Sometimes you have to decide to move your loved ones into a nursing home, no matter how you feel about these institutes. Nursing home care professional facilities provide care and support to older people who cannot look after themselves. However, moving your loved one into a nursing home doesn’t mean your work is done and you no longer have to keep tabs on their well-being. Instead, it would help if you become more frequent in checking up on them and ensuring they are safe. Here’s how:
- Pay Your Loved Ones A Visit
You should try physically seeing your loved one as much as you can. Nursing homes allow visitation, and if they try to stop you or discourage you from coming for no valid reason, you should have them investigated. Your loved one is entitled to physical visitations, and a nursing home cannot deprive them. While you’re with your loved one, pay attention to their physical appearance. Look for signs or bruises, wounds, and if your loved one looks weaker than before. If you feel doubtful about their health, you may take them to a doctor and get a complete checkup.
Often health conditions like bed sores are not visible right away. These injuries develop when too much pressure on the skin reduces blood flow to that area. Bed sores have a range. If your loved one has stage 4 bedsores, they’re being severely neglected, their body is under immense stress, and the nursing staff is not doing their job in maintaining circulation in that region. These severe injuries that can put your loved one at risk of contracting an infection give you the grounds to sue the nursing home. Never hesitate to file a claim against neglectful and abusive establishments.
- Request For Their Health Chart
Nursing homes may carry out essential evaluations and inspections on their residents. This routine exam helps caregivers while looking after patients to mind their health. As your loved one’s guardian, you can request details on your family member’s health and ask for charts if needed. Once you get the information, you need to cross-check the report and ask a reliable doctor to weigh in to get a general idea of your loved one’s health.
You should intervene if you suspect the nursing staff is falsifying records or not properly examining your loved one. Your family member is entitled to optimal medical care, and if they’re not getting enough clinic time, you can hold the nursing home accountable.

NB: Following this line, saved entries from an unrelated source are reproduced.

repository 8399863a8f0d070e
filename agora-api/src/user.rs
use crate::STUB_UUID;

use uuid::Uuid;

#[derive(
    Clone, Copy, Debug, Eq, Hash, Ord, PartialEq, PartialOrd, serde::Deserialize, serde::Serialize,
)]
pub struct UserId(pub Uuid);

impl UserId {
    pub fn stub() -> UserId {
        UserId(STUB_UUID)
    }
}
//! Startup configuration read from the environment.

use std::env;
use std::path::PathBuf;

use thiserror::Error;

pub const DEFAULT_IMAGE_URL: &str = "assets/hotels/";
pub const DEFAULT_RESOURCES_DIR: &str = "Resources";
pub const DEFAULT_HOST: &str = "127.0.0.1";
pub const DEFAULT_PORT: u16 = 8080;

#[derive(Debug, Error, PartialEq)]
pub enum ConfigError {
    #[error("HOTEL_DATA_PATH is not configured")]
    MissingDataPath,

    #[error("invalid PORT value: {0}")]
    InvalidPort(String),
}

#[derive(Debug, Clone)]
pub struct Settings {
    /// Directory holding `Hotels.json`.
    pub data_path: PathBuf,
    /// Prefix prepended to every image path in a response.
    pub image_url: String,
    pub resources_dir: PathBuf,
    pub host: String,
    pub port: u16,
}

impl Settings {
    /// Reads settings from the process environment (after `.env` is loaded).
    pub fn from_env() -> Result<Self, ConfigError> {
        Self::from_lookup(|key| env::var(key).ok())
    }

    pub fn from_lookup<F>(lookup: F) -> Result<Self, ConfigError>
    where
        F: Fn(&str) -> Option<String>,
    {
        let data_path = lookup("HOTEL_DATA_PATH")
            .filter(|p| !p.trim().is_empty())
            .ok_or(ConfigError::MissingDataPath)?;

        let port = match lookup("PORT") {
            Some(raw) => raw
                .trim()
                .parse::<u16>()
                .map_err(|_| ConfigError::InvalidPort(raw.clone()))?,
            None => DEFAULT_PORT,
        };

        Ok(Self {
            data_path: PathBuf::from(data_path),
            image_url: lookup("HOTEL_IMAGE_URL").unwrap_or_else(|| DEFAULT_IMAGE_URL.to_string()),
            resources_dir: lookup("HOTEL_RESOURCES_DIR")
                .map(PathBuf::from)
                .unwrap_or_else(|| PathBuf::from(DEFAULT_RESOURCES_DIR)),
            host: lookup("HOST").unwrap_or_else(|| DEFAULT_HOST.to_string()),
            port,
        })
    }
}
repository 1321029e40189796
pub mod hotel;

- Provide Them With A Smart Device
Smart devices like iPads or tablets come with applications like video chatting and texting that can keep your loved one constantly in touch with you. It makes it easier for you to see your loved one anytime and gives them the liberty to talk to you. During a video call, ask about their health; notice if a caregiver is lingering around listening to your conversation or if your loved one is scared talking to you. This unusual behavior should alarm you; if needed, you may need to physically go to the nursing home. It will help if you teach your loved one how to text with a smart device.
You can teach them basic keystrokes and develop a particular term or code word in case they feel unsafe or mistreated at home. A nursing home cannot take away your loved one’s personal belongings. Although, they can request your family member to put the device aside, like when putting your loved one to sleep. They cannot snatch or confiscate their electronic gadgets.

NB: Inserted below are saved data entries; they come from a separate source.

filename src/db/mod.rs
use std::path::{Path, PathBuf};

use serde_json::{Map, Value};
use thiserror::Error;

use crate::config::ConfigError;
use crate::models::hotel::Hotel;

pub const HOTELS_FILE: &str = "Hotels.json";

#[derive(Debug, Error)]
pub enum SourceError {
    #[error("failed to read {path}: {source}")]
    Io {
        path: PathBuf,
        #[source]
        source: std::io::Error,
    },

    #[error("failed to parse {path}: {source}")]
    Parse {
        path: PathBuf,
        #[source]
        source: serde_json::Error,
    },
}

/// File-backed hotel source. The file is read again on every `load`.
#[derive(Debug, Clone)]
pub struct HotelStore {
    path: PathBuf,
}

impl HotelStore {
    pub fn new(base_path: impl AsRef<Path>) -> Result<Self, ConfigError> {
        let base_path = base_path.as_ref();
        if base_path.as_os_str().is_empty() {
            return Err(ConfigError::MissingDataPath);
        }

        Ok(Self {
            path: base_path.join(HOTELS_FILE),
        })
    }

    pub fn path(&self) -> &Path {
        &self.path
    }

    /// Loads every hotel in the file. Blank files yield an empty list.
    pub async fn load(&self) -> Result<Vec<Hotel>, SourceError> {
        let json = tokio::fs::read_to_string(&self.path)
            .await
            .map_err(|source| SourceError::Io {
                path: self.path.clone(),
                source,
            })?;

        let hotels = parse_hotels(&json).map_err(|source| SourceError::Parse {
            path: self.path.clone(),
            source,
        })?;

        log::debug!("Loaded {} hotels from {}", hotels.len(), self.path.display());
        Ok(hotels)
    }
}

/// Parses a JSON array of hotels, matching field names case-insensitively.
pub fn parse_hotels(json: &str) -> Result<Vec<Hotel>, serde_json::Error> {
    if json.trim().is_empty() {
        return Ok(Vec::new());
    }

    let value: Value = serde_json::from_str(json)?;
    serde_json::from_value(normalize_keys(value))
}

// Lower-cases the keys of each top-level record and drops null values so
// they take the field default. Every field of `Hotel` is a single word, so
// its camelCase name is already lower case.
fn normalize_keys(value: Value) -> Value {
    match value {
        Value::Array(items) => Value::Array(
            items
                .into_iter()
                .map(|item| match item {
                    Value::Object(fields) => Value::Object(
                        fields
                            .into_iter()
                            .filter(|(_, v)| !v.is_null())
                            .map(|(key, v)| (key.to_lowercase(), v))
                            .collect::<Map<String, Value>>(),
                    ),
                    other => other,
                })
                .collect(),
        ),
        other => other,
    }
}
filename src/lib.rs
//! Read-only hotel listing service.
//!
//! `GET /api/hotel/getHotels` reads `Hotels.json` on every request, then
//! filters, sorts and pages the records according to the query string.

pub mod config;
pub mod db;
pub mod error;
pub mod handlers;
pub mod models;
pub mod query;

use std::path::Path;

use actix_cors::Cors;
use actix_files::Files;
use actix_web::web;

use crate::handlers::hotels::HotelState;

/// Registers the hotel routes and their state on an `App`.
pub fn configure(state: HotelState) -> impl FnOnce(&mut web::ServiceConfig) {
    move |cfg: &mut web::ServiceConfig| {
        cfg.app_data(web::Data::new(state)).service(
            web::scope("/api/hotel")
                .route("/getHotels", web::get().to(handlers::hotels::get_hotels)),
        );
    }
}

/// Allows any origin, method and header, answering with a wildcard origin.
pub fn cors() -> Cors {
    Cors::default()
        .allow_any_origin()
        .send_wildcard()
        .allow_any_method()
        .allow_any_header()
        .max_age(3600)
}

/// Serves `dir` under `/Resources`. `None` registers nothing.
pub fn resources(dir: Option<&Path>) -> impl FnOnce(&mut web::ServiceConfig) + '_ {
    move |cfg: &mut web::ServiceConfig| {
        if let Some(dir) = dir {
            cfg.service(Files::new("/Resources", dir));
        }
    }
}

- Go Out With Your Family Member
Nursing homes allow family members to take residents with them for a little while. For instance, you can request to take your loved one out shopping or take them for a walk. Certain nursing homes may have strict visitation policies for the sake of their residents, but if your loved one is in good health and can liberally move around, they should have no problem letting your family member leave with you.
Getting your loved one away from the nursing home can boost their health. Even if your family member is happy at the facility, the change in scenery and a chance to be with you may put them in a good mood. If you have children, you should also bring them along for a visit. It can help your loved one feel connected again to you and strengthen your bond with them.

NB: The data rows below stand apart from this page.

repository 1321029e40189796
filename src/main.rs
use actix_web::{middleware, App, HttpServer};
use dotenv::dotenv;
use env_logger::Env;

use hotel_api::config::Settings;
use hotel_api::db::HotelStore;
use hotel_api::handlers::hotels::HotelState;

#[actix_web::main]
async fn main() -> std::io::Result<()> {
    // Initialize logger and environment
    dotenv().ok();
    env_logger::init_from_env(Env::default().default_filter_or("info"));

    let settings = match Settings::from_env() {
        Ok(settings) => settings,
        Err(e) => {
            log::error!("Invalid configuration: {}", e);
            std::process::exit(1);
        }
    };

    let store = match HotelStore::new(&settings.data_path) {
        Ok(store) => store,
        Err(e) => {
            log::error!("Invalid configuration: {}", e);
            std::process::exit(1);
        }
    };
    log::info!("Serving hotels from {}", store.path().display());

    let state = HotelState {
        store,
        image_url: settings.image_url.clone(),
    };

    let resources_dir = if settings.resources_dir.is_dir() {
        Some(settings.resources_dir.clone())
    } else {
        log::warn!(
            "Resources directory {} not found, static files disabled",
            settings.resources_dir.display()
        );
        None
    };

    log::info!("Starting server at http://{}:{}", settings.host, settings.port);

    HttpServer::new(move || {
        App::new()
            .wrap(middleware::Logger::default())
            .wrap(hotel_api::cors())
            .configure(hotel_api::configure(state.clone()))
            .configure(hotel_api::resources(resources_dir.as_deref()))
    })
    .bind((settings.host.as_str(), settings.port))?
    .run()
    .await
}
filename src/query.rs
//! Filtering, sorting and paging of hotel listings.

use std::cmp::Ordering;

use actix_web::error::QueryPayloadError;
use actix_web::web;
use serde::Deserialize;

use crate::models::hotel::Hotel;

pub const DEFAULT_PAGE_NUMBER: i64 = 1;
pub const DEFAULT_PAGE_SIZE: i64 = 9;
pub const DEFAULT_SORT_OPTION: &str = "name";

/// Query string of `GET /api/hotel/getHotels`.
///
/// Keys are matched case-insensitively, see [`HotelQuery::from_query`].
#[derive(Debug, Clone, Deserialize, PartialEq)]
#[serde(rename_all = "lowercase", default)]
pub struct HotelQuery {
    /// 1-based page index.
    pub page_number: i64,
    pub page_size: i64,
    /// Case-insensitive substring matched against name or location.
    pub filter_text: Option<String>,
    pub min_rating: f64,
    /// `"rating"` sorts by rating descending, anything else by name ascending.
    pub sort_option: String,
}

impl Default for HotelQuery {
    fn default() -> Self {
        Self {
            page_number: DEFAULT_PAGE_NUMBER,
            page_size: DEFAULT_PAGE_SIZE,
            filter_text: None,
            min_rating: 0.0,
            sort_option: DEFAULT_SORT_OPTION.to_string(),
        }
    }
}

impl HotelQuery {
    /// Parses a raw query string, so `PageNumber`, `pageNumber` and
    /// `pagenumber` all bind to the same field.
    pub fn from_query(raw: &str) -> Result<Self, QueryPayloadError> {
        let normalized = raw
            .split('&')
            .filter(|pair| !pair.is_empty())
            .map(|pair| match pair.split_once('=') {
                Some((key, value)) => format!("{}={}", key.to_lowercase(), value),
                None => pair.to_lowercase(),
            })
            .collect::<Vec<_>>()
            .join("&");

        web::Query::<HotelQuery>::from_query(&normalized).map(web::Query::into_inner)
    }
}

#[derive(Debug, Clone, Copy, PartialEq, Eq)]
pub enum SortOrder {
    RatingDesc,
    NameAsc,
}

impl SortOrder {
    pub fn parse(option: &str) -> Self {
        if option.eq_ignore_ascii_case("rating") {
            SortOrder::RatingDesc
        } else {
            SortOrder::NameAsc
        }
    }
}

/// Runs the listing pipeline: text filter, rating threshold, sort, page,
/// then prefixes the image paths of the returned page with `image_url`.
pub fn process(hotels: Vec<Hotel>, query: &HotelQuery, image_url: &str) -> Vec<Hotel> {
    let needle = query
        .filter_text
        .as_deref()
        .filter(|text| !text.trim().is_empty())
        .map(str::to_lowercase);

    let mut hotels: Vec<Hotel> = hotels
        .into_iter()
        .filter(|h| match &needle {
            Some(needle) => {
                h.name.to_lowercase().contains(needle.as_str())
                    || h.location.to_lowercase().contains(needle.as_str())
            }
            None => true,
        })
        .filter(|h| h.rating >= query.min_rating)
        .collect();

    match SortOrder::parse(&query.sort_option) {
        SortOrder::RatingDesc => hotels.sort_by(|a, b| b.rating.total_cmp(&a.rating)),
        SortOrder::NameAsc => hotels.sort_by(|a, b| compare_names(&a.name, &b.name)),
    }

    let (skip, take) = page_bounds(query.page_number, query.page_size);

    hotels
        .into_iter()
        .skip(skip)
        .take(take)
        .map(|mut hotel| {
            hotel.images = hotel
                .images
                .iter()
                .map(|img| format!("{}{}", image_url, img))
                .collect();
            hotel
        })
        .collect()
}

// Case-insensitive first so "alpine" sorts before "Beach"; the raw name
// keeps the order total.
fn compare_names(a: &str, b: &str) -> Ordering {
    a.to_lowercase()
        .cmp(&b.to_lowercase())
        .then_with(|| a.cmp(b))
}

// Negative skip counts clamp to zero; a non-positive page size takes nothing.
fn page_bounds(page_number: i64, page_size: i64) -> (usize, usize) {
    let skip = page_number.saturating_sub(1).saturating_mul(page_size).max(0);
    let take = page_size.max(0);
    (
        usize::try_from(skip).unwrap_or(usize::MAX),
        usize::try_from(take).unwrap_or(usize::MAX),
    )
}
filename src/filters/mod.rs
pub mod ekf_slam;
pub mod joint_state;

pub use ekf_slam::{AssociationPolicy, DetectionOutcome, EkfSlam, EkfSlamConfig, SkipReason};
pub use joint_state::JointState;
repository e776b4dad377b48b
use rstar::{PointDistance, RTree, RTreeObject, AABB};

use crate::types::Landmark;

/// Landmark position tagged with its index in the joint state
#[derive(Clone, Copy, Debug, PartialEq)]
pub struct IndexedLandmark {
    pub position: [f64; 2],
    pub index: usize,
}

impl RTreeObject for IndexedLandmark {
    type Envelope = AABB<[f64; 2]>;

    fn envelope(&self) -> Self::Envelope {
        AABB::from_point(self.position)
    }
}

impl PointDistance for IndexedLandmark {
    fn distance_2(&self, point: &[f64; 2]) -> f64 {
        let dx = self.position[0] - point[0];
        let dy = self.position[1] - point[1];
        dx * dx + dy * dy
    }
}

/// R-Tree spatial index for radius-based data association
///
/// # Architecture
/// - Bulk-loaded from the current landmark list at the start of every cycle
/// - Landmarks created mid-cycle are inserted so later detections in the same
///   batch can associate with them
/// - Positions moved by updates inside the cycle are picked up on the next rebuild
pub struct LandmarkTree {
    tree: RTree<IndexedLandmark>,
    landmark_count: usize,
}

impl LandmarkTree {
    /// Create empty R-Tree
    pub fn new() -> Self {
        LandmarkTree {
            tree: RTree::new(),
            landmark_count: 0,
        }
    }

    /// Build R-Tree from the landmark list; indices follow list order
    pub fn from_landmarks(landmarks: &[Landmark]) -> Self {
        let entries: Vec<IndexedLandmark> = landmarks
            .iter()
            .enumerate()
            .map(|(index, lm)| IndexedLandmark {
                position: [lm.x, lm.y],
                index,
            })
            .collect();

        let landmark_count = entries.len();

        LandmarkTree {
            tree: RTree::bulk_load(entries),
            landmark_count,
        }
    }

    /// Add single landmark to tree
    pub fn insert(&mut self, position: [f64; 2], index: usize) {
        self.tree.insert(IndexedLandmark { position, index });
        self.landmark_count += 1;
    }

    /// All landmarks within `radius` of `point` (inclusive), in tree order
    pub fn within_radius(&self, point: [f64; 2], radius: f64) -> Vec<IndexedLandmark> {
        self.tree
            .locate_within_distance(point, radius * radius)
            .copied()
            .collect()
    }

    /// Total landmarks in tree
    pub fn landmark_count(&self) -> usize {
        self.landmark_count
    }

    pub fn is_empty(&self) -> bool {
        self.landmark_count == 0
    }
}

impl Default for LandmarkTree {
    fn default() -> Self {
        Self::new()
    }
}
// Track SLAM library
// EKF-SLAM over an externally localized vehicle and a cone-marked track

pub mod error;
pub mod filters;
pub mod live_status;
pub mod session;
pub mod slam;
pub mod spatial;
pub mod sync;
pub mod transform;
pub mod types;
pub mod window;
pub mod worker;

pub use error::{SlamError, SlamResult};
pub use filters::{AssociationPolicy, EkfSlam};
pub use session::{Session, SessionMessage};
pub use slam::{CycleOutput, SlamConfig, SlamEvent, TrackSlam};
pub use types::{ConeColor, Detection, DetectionBatch, DetectionSource, Pose2D, PoseStamped, TrackMap};
pub use worker::{SlamHandle, SlamInput, SlamPipeline, SlamWorker, WorkerOptions};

- Call Your Loved One Often
If you do not get time to visit your family member physically, try finding ways to stay in touch with your loved one. Having a busy schedule doesn’t mean you cannot call or check up on them with a quick conversation on the phone. Even if you have a brief chat with them, your attention and the time you delegate from your schedule to your family member will make them feel valued. Talk about different topics, from getting to know their routine to familiarizing yourself with the staff that attends to your family member’s needs. You can also bring up current events to keep their mind engaged.
There comes a time when you can no longer provide care or look after your loved one as you should. In such cases, it’s a good idea to shift your family member into a nursing home. However, once you move your relative into these facilities, it doesn’t mean you should stop checking up on them or assume your family member no longer needs you. But, try to stay more connected with them and keep yourself updated on their well-being. Unfortunately, despite their well-crafted reputation, certain nursing homes can be abusive.
The last thing you should do is leave your loved one vulnerable and ensure you’re up to speed on their well-being. Hence, try visiting, video calling, text messaging, and even taking out your loved one for a leisurely day out. During this time, evaluate their physical condition, find out if they’re being bullied or threatened, and use this information to hold the nursing home accountable.